## The problem
Find the word "reading" in the data. Return every line where it appears.

- Opening Delimiter -

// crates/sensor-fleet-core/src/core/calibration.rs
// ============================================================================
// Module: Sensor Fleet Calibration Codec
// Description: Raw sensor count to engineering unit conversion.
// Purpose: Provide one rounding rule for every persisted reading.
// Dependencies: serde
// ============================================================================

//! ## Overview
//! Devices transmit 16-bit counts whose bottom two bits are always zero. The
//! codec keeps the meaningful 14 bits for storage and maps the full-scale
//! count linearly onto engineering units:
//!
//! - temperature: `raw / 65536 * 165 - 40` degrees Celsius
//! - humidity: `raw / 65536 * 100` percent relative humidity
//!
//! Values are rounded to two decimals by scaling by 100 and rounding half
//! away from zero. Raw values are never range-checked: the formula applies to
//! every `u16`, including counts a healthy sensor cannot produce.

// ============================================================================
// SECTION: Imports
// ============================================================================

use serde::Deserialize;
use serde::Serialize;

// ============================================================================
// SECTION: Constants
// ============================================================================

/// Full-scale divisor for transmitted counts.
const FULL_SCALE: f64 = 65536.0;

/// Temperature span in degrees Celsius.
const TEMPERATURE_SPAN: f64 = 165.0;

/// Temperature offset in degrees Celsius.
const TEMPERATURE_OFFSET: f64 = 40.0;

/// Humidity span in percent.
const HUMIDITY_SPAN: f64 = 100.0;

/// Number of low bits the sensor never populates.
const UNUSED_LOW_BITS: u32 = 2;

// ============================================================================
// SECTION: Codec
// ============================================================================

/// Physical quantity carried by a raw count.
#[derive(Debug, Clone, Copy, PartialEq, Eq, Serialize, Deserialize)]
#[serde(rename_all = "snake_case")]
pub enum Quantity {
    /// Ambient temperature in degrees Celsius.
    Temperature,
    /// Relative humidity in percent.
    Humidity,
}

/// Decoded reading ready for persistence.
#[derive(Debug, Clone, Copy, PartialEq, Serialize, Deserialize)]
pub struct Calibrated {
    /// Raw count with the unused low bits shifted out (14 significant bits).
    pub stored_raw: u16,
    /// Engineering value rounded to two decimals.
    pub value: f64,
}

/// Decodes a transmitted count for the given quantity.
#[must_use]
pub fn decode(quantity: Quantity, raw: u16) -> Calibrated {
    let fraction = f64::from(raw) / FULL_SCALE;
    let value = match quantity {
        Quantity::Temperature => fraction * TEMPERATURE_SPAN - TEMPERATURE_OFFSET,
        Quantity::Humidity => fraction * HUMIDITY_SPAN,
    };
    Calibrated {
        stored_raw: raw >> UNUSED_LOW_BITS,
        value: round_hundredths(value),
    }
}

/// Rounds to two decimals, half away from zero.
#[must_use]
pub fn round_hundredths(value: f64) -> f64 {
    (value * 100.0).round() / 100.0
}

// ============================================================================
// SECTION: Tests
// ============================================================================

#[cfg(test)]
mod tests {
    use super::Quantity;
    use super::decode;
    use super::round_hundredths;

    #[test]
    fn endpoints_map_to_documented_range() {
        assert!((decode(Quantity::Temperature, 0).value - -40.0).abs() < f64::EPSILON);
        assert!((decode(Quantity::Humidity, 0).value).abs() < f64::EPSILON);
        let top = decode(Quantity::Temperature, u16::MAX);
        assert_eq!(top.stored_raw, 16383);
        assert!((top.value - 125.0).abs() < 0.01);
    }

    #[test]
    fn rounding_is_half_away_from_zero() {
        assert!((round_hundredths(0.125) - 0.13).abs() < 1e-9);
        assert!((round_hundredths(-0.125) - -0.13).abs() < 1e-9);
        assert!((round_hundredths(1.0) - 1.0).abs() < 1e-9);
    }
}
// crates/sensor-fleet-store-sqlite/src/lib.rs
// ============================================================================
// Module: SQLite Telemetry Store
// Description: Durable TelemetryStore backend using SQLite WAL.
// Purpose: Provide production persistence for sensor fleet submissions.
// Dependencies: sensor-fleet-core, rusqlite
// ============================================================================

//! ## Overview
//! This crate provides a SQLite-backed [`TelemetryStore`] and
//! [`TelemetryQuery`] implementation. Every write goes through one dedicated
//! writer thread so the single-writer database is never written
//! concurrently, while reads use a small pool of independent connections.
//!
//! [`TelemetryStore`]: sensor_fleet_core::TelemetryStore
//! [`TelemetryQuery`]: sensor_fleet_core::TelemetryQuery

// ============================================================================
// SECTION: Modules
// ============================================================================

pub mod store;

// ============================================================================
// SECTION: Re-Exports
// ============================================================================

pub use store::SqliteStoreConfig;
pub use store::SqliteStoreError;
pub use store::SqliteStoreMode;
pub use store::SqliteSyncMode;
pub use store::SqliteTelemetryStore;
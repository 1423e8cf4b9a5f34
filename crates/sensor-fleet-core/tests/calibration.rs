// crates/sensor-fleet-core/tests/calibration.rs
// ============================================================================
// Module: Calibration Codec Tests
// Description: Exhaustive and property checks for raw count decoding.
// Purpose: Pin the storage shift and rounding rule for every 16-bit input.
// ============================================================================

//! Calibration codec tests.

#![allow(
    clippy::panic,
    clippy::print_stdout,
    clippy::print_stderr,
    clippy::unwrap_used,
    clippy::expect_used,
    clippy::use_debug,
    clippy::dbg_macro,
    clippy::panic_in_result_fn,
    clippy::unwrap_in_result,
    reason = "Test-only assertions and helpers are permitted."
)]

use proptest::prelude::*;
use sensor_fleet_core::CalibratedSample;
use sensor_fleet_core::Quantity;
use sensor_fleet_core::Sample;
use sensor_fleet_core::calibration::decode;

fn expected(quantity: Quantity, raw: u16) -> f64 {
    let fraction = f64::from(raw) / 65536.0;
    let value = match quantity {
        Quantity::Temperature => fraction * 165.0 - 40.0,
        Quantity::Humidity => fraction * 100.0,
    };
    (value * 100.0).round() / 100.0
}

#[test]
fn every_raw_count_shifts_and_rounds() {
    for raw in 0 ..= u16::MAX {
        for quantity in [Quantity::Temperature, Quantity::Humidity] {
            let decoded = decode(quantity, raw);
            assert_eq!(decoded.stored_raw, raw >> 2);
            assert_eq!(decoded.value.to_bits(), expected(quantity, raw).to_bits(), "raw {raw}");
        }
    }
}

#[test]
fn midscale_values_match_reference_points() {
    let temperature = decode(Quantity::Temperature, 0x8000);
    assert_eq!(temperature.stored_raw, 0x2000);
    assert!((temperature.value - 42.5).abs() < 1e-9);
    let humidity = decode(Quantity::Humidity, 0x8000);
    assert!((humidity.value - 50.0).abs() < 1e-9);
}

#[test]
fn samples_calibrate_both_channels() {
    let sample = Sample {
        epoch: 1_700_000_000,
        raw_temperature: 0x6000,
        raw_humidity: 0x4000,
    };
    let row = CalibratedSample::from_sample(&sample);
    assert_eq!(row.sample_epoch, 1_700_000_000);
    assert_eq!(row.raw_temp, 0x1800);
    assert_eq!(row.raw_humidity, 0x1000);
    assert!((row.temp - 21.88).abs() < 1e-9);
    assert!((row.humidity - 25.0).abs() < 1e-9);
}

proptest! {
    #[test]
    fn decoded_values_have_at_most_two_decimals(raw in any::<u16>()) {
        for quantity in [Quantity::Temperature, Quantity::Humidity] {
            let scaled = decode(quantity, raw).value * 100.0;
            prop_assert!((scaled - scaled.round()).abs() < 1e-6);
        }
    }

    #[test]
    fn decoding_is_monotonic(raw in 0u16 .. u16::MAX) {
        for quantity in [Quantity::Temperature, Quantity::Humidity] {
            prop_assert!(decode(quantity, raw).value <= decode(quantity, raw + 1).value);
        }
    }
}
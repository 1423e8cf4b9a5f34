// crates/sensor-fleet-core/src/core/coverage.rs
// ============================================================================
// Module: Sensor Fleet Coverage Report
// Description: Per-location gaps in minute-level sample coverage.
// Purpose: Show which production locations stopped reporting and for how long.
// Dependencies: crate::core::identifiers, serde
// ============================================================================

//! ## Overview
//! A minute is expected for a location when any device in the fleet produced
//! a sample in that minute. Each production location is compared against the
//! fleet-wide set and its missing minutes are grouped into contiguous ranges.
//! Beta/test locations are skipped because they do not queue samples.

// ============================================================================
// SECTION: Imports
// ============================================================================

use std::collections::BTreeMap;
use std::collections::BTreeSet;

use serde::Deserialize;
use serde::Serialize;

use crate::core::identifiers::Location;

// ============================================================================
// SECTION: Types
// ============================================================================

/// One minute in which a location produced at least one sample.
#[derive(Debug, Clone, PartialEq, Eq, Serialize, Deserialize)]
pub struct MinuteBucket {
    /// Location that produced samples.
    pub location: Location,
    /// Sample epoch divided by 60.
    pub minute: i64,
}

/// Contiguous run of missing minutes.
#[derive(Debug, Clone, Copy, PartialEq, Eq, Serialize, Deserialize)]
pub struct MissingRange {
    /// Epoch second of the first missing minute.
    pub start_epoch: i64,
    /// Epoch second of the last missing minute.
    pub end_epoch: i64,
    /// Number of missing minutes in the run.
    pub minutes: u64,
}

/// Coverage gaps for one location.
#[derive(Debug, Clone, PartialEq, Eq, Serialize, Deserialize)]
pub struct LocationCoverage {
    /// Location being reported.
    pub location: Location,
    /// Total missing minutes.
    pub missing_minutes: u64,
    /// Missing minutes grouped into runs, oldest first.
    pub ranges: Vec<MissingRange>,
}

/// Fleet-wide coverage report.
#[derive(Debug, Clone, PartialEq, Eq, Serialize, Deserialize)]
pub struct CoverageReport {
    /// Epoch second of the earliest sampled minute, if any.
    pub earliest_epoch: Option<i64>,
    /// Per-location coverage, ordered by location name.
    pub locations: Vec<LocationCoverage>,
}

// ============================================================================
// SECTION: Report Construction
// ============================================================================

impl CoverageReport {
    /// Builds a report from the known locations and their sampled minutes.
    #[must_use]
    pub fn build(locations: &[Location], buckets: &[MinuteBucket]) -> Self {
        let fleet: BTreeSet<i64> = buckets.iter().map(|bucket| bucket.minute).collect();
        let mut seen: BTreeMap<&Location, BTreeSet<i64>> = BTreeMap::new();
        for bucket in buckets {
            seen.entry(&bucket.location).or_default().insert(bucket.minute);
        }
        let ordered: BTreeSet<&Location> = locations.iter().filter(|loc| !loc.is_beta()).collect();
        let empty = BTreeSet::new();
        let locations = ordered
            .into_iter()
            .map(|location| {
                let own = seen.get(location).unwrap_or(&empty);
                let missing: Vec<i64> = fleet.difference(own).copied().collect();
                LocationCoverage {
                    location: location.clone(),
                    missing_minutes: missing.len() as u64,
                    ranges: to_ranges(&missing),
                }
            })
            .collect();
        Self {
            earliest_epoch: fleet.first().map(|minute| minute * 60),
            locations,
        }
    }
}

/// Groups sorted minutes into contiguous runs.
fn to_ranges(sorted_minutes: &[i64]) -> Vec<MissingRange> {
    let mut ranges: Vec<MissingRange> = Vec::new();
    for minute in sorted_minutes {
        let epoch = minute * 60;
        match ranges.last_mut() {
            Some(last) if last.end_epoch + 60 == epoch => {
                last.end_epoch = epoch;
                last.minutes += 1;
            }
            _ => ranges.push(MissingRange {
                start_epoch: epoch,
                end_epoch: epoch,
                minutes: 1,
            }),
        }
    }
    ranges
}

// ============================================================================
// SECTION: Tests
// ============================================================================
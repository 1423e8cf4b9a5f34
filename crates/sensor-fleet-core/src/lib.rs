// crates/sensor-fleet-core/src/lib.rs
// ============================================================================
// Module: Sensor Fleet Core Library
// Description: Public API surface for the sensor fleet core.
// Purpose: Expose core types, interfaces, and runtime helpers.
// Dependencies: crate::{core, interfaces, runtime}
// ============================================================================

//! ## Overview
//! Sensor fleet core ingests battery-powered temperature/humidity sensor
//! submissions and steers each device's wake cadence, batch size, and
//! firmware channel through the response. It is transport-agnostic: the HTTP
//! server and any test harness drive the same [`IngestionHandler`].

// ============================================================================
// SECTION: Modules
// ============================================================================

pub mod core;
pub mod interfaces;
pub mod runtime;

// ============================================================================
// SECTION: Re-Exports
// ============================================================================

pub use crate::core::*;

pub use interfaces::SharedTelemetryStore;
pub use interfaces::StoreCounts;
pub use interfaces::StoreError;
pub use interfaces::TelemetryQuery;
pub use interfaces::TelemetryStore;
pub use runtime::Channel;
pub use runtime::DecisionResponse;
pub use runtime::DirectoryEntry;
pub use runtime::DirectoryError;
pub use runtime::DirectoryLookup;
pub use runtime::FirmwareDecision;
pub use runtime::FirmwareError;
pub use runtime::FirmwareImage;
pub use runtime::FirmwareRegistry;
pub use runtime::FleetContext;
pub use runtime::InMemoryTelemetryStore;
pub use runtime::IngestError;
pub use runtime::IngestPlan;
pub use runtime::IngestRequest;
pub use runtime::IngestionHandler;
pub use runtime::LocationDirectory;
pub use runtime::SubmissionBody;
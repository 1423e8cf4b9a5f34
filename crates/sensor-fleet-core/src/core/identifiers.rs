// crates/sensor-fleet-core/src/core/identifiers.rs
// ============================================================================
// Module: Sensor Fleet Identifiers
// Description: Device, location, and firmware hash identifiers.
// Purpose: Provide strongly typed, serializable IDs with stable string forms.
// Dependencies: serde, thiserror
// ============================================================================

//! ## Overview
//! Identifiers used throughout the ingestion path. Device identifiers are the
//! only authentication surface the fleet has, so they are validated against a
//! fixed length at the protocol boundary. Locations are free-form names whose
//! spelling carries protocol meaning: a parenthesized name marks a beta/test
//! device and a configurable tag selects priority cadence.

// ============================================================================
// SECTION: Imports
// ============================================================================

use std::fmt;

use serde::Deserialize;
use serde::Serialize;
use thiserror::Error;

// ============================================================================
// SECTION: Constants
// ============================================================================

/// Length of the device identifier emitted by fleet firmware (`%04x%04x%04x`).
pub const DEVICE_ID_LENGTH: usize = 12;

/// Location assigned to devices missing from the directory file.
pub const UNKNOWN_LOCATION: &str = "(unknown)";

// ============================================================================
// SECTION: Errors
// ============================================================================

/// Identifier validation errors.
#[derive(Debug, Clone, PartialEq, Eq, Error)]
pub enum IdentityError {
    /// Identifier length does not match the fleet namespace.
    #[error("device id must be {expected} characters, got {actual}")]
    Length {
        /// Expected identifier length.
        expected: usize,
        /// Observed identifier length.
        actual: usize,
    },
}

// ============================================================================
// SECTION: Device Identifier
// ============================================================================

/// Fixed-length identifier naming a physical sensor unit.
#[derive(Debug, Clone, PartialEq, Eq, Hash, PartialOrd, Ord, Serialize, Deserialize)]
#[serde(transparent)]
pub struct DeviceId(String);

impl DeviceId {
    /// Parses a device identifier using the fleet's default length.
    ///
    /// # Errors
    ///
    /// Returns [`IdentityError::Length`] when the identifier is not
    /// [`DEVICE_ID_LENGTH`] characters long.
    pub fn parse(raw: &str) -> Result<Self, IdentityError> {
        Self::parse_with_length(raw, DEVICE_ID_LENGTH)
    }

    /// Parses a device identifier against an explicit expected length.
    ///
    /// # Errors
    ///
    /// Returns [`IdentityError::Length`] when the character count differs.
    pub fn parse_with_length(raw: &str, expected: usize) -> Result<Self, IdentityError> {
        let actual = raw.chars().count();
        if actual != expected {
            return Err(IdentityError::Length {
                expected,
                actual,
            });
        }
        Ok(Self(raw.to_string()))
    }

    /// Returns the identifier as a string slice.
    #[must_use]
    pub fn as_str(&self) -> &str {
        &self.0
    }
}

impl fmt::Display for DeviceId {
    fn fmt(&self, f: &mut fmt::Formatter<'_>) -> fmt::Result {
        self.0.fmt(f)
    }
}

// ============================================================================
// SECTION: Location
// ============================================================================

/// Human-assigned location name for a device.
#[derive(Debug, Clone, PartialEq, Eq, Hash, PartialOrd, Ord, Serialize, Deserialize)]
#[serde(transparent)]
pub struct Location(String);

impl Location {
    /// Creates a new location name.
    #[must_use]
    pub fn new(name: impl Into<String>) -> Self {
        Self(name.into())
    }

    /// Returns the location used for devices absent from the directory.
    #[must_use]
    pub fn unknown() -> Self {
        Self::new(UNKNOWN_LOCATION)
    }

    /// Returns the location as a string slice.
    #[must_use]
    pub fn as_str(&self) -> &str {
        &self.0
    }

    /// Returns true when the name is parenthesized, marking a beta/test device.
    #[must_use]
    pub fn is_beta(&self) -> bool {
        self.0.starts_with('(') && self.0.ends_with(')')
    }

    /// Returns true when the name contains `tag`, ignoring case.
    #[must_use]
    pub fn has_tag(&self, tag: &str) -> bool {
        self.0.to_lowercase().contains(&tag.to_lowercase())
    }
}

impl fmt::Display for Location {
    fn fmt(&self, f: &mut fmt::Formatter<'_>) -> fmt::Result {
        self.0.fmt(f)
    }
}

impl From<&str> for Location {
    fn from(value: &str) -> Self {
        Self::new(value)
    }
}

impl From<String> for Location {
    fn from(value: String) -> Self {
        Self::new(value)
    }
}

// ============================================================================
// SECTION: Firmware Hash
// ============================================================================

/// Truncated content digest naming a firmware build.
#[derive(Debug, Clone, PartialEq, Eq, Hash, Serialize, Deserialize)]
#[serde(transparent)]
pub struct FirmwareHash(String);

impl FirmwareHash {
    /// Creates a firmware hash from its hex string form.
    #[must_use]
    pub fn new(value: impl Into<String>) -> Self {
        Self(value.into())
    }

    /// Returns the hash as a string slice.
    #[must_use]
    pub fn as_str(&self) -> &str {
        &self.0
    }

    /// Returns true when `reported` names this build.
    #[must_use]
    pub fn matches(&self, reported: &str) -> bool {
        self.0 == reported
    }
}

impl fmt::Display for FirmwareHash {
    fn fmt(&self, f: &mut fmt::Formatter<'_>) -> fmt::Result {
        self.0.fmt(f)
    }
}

- Closing Delimiter -

## Output
// Purpose: Provide one rounding rule for every persisted reading.
/// Decoded reading ready for persistence.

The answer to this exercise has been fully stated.